Problem statement:
Go through the lines below and copy each one that holds the string "Records".

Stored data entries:

impl Service {
    /// A service with default engine settings recording into `history`
    pub fn new(history: History) -> Self {
        Self {
            parser: Parser::new(),
            generator: Generator::new(),
            reverser: Reverser::new(),
            validator: Validator::default(),
            history,
            source: None,
            ignore: Vec::new(),
            root_name: "project".to_string(),
        }
    }

    /// A service configured from the workspace settings
    pub fn for_workspace(workspace: &Workspace) -> Self {
        let config = &workspace.config().workspace;
        Self::new(workspace.history())
            .with_validator(
                Validator::new(config.validate.reserved.iter().cloned())
                    .allow_reserved(config.validate.allow_reserved),
            )
            .with_ignored(config.reverse.ignore.iter().cloned())
            .with_root_name(config.source.root_name.clone())
    }

    pub fn with_validator(mut self, validator: Validator) -> Self {
        self.validator = validator;
        self
    }

    /// Entry names skipped by reverse and by pruning
    pub fn with_ignored(mut self, names: impl IntoIterator<Item = String>) -> Self {
        self.ignore = names.into_iter().collect();
        self.reverser = self.reverser.with_ignored(self.ignore.clone());
        self
    }

    pub fn with_source(mut self, source: Box<dyn BlueprintSource>) -> Self {
        self.source = Some(source);
        self
    }

    pub fn with_root_name(mut self, name: impl Into<String>) -> Self {
        self.root_name = name.into();
        self
    }

    pub fn with_cancel(mut self, cancel: CancelToken) -> Self {
        self.parser = self.parser.with_cancel(cancel.clone());
        self.generator = self.generator.with_cancel(cancel.clone());
        self.reverser = self.reverser.with_cancel(cancel);
        self
    }

    pub fn history(&self) -> &History {
        &self.history
    }

    fn source(&self) -> Result<&dyn BlueprintSource> {
        self.source.as_deref().context(
            "No blueprint source configured. Set [source] plugin in .blueprint/config.toml",
        )
    }

    /// Blueprint file -> folder. Records a Create operation unless dry.
    pub fn create(
        &self,
        blueprint: &Path,
        output_dir: &Path,
        options: GenerateOptions,
    ) -> Result<GenerateOutcome> {
        let blueprint = absolute(blueprint)?;
        let output_dir = absolute(output_dir)?;

        let parsed = self.parser.parse(&blueprint)?;
        let mut tree = parsed.tree;
        let report = self.validator.validate(&mut tree)?;

        let receipt = match self.generator.generate(&tree, &output_dir, options) {
            Ok(receipt) => receipt,
            Err(failure) => {
                if !options.dry_run {
                    let op = Operation::create(&output_dir, &blueprint, Receipt::new());
                    self.record_partial(op, &failure)?;
                }
                return Err(failure.into());
            }
        };

        if !options.dry_run {
            self.history.record(Operation::create(
                &output_dir,
                &blueprint,
                receipt.clone(),
            ))?;
            info!(
                blueprint = %blueprint.display(),
                target = %output_dir.display(),
                entries = receipt.len(),
                "created layout"
            );
        }

        Ok(GenerateOutcome {
            tree,
            receipt,
            diagnostics: parsed.diagnostics,
            skipped: report.skipped,
        })
    }

    /// Folder -> blueprint file. Records a Reverse operation unless dry.
    pub fn reverse(&self, input_dir: &Path, output: &Path, dry_run: bool) -> Result<BlueprintOutcome> {
        let input_dir = absolute(input_dir)?;
        let output = absolute(output)?;

        let tree = self.reverser.reverse(&input_dir)?;
        let text = serialize(&tree);

        if !dry_run {
            self.parser.write(&tree, &output)?;
            self.history.record(
                Operation::reverse(&output).with_meta("source_dir", input_dir.display().to_string()),
            )?;
            info!(source = %input_dir.display(), target = %output.display(), "reversed folder");
        }

        Ok(BlueprintOutcome {
            tree,
            text,
            path: output,
        })
    }

    /// Prompt -> blueprint file. Records an AiBlueprint operation.
    pub fn ai_blueprint(&self, prompt: &str, output: &Path) -> Result<BlueprintOutcome> {
        let output = absolute(output)?;
        let outcome = self.write_generated(prompt, &output)?;

        self.history
            .record(Operation::ai_blueprint(&output, prompt))?;
        info!(target = %output.display(), "saved generated blueprint");

        Ok(outcome)
    }

    /// Prompt -> folder. Records an AiApply operation unless dry.
    pub fn ai_apply(
        &self,
        prompt: &str,
        output_dir: &Path,
        options: GenerateOptions,
    ) -> Result<GenerateOutcome> {
        let output_dir = absolute(output_dir)?;
        let (mut tree, diagnostics) = self.tree_from_prompt(prompt)?;
        let report = self.validator.validate(&mut tree)?;

        let receipt = match self.generator.generate(&tree, &output_dir, options) {
            Ok(receipt) => receipt,
            Err(failure) => {
                if !options.dry_run {
                    let op = Operation::ai_apply(&output_dir, prompt, Receipt::new());
                    self.record_partial(op, &failure)?;
                }
                return Err(failure.into());
            }
        };

        if !options.dry_run {
            self.history
                .record(Operation::ai_apply(&output_dir, prompt, receipt.clone()))?;
            info!(
                target = %output_dir.display(),
                entries = receipt.len(),
                "applied generated layout"
            );
        }

        Ok(GenerateOutcome {
            tree,
            receipt,
            diagnostics,
            skipped: report.skipped,
        })
    }

    /// Generates `blueprint` into `dir` with force and, if asked, removes
    /// entries the blueprint does not name. Reserved folders, ignored
    /// entries and blueprint files are never pruned. Not recorded.
    pub fn sync(&self, blueprint: &Path, dir: &Path, prune: bool) -> Result<SyncOutcome> {
        let blueprint = absolute(blueprint)?;
        let dir = absolute(dir)?;
        let mut tree = self.parser.parse(&blueprint)?.tree;
        self.validator.validate(&mut tree)?;

        let receipt = self
            .generator
            .generate(&tree, &dir, GenerateOptions::forced())?;

        let removed = if prune {
            let protected = sync::Protected {
                names: self.ignore.clone(),
                reserved_dirs: self.validator.reserved().to_vec(),
                paths: vec![blueprint],
                extension: Some(BLUEPRINT_EXTENSION.to_string()),
            };
            sync::prune_extra(&dir, &sync::collect_allowed(&tree), &protected)?
        } else {
            Vec::new()
        };

        Ok(SyncOutcome { receipt, removed })
    }

    /// Rolls back the newest recorded operation
    pub fn undo(&self) -> Result<UndoReport, HistoryError> {
        self.history.undo()
    }

    /// Recreates the newest undone operation
    pub fn redo(&self) -> Result<Operation, HistoryError> {
        self.history.redo(&self.recreator())
    }

    pub fn recreator(&self) -> ServiceRecreator<'_> {
        ServiceRecreator { service: self }
    }

    fn tree_from_prompt(&self, prompt: &str) -> Result<(Tree, Vec<Diagnostic>)> {
        let source = self.source()?;
        let text = source
            .generate(prompt)
            .with_context(|| format!("Blueprint source {} failed", source.name()))?;

        let parsed = self
            .parser
            .parse_str(&text, &self.root_name)
            .with_context(|| format!("Blueprint source {} returned an invalid blueprint", source.name()))?;
        Ok((parsed.tree, parsed.diagnostics))
    }

    fn write_generated(&self, prompt: &str, output: &Path) -> Result<BlueprintOutcome> {
        let (tree, _) = self.tree_from_prompt(prompt)?;
        self.parser.write(&tree, output)?;

        Ok(BlueprintOutcome {
            text: serialize(&tree),
            tree,
            path: output.to_path_buf(),
        })
    }

    /// Records what a failed generation left behind so it can be undone
    fn record_partial(&self, op: Operation, failure: &GenerateFailure) -> Result<()> {
        if failure.receipt.is_empty() {
            return Ok(());
        }

        debug!(
            entries = failure.receipt.len(),
            error = %failure.error,
            "recording partial generation"
        );
        self.history.record(
            op.with_receipt(failure.receipt.clone())
                .with_meta("partial", "true"),
        )?;
        Ok(())
    }
}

Exercise result:
    /// Blueprint file -> folder. Records a Create operation unless dry.
    /// Folder -> blueprint file. Records a Reverse operation unless dry.
    /// Prompt -> blueprint file. Records an AiBlueprint operation.
    /// Prompt -> folder. Records an AiApply operation unless dry.
    /// Records what a failed generation left behind so it can be undone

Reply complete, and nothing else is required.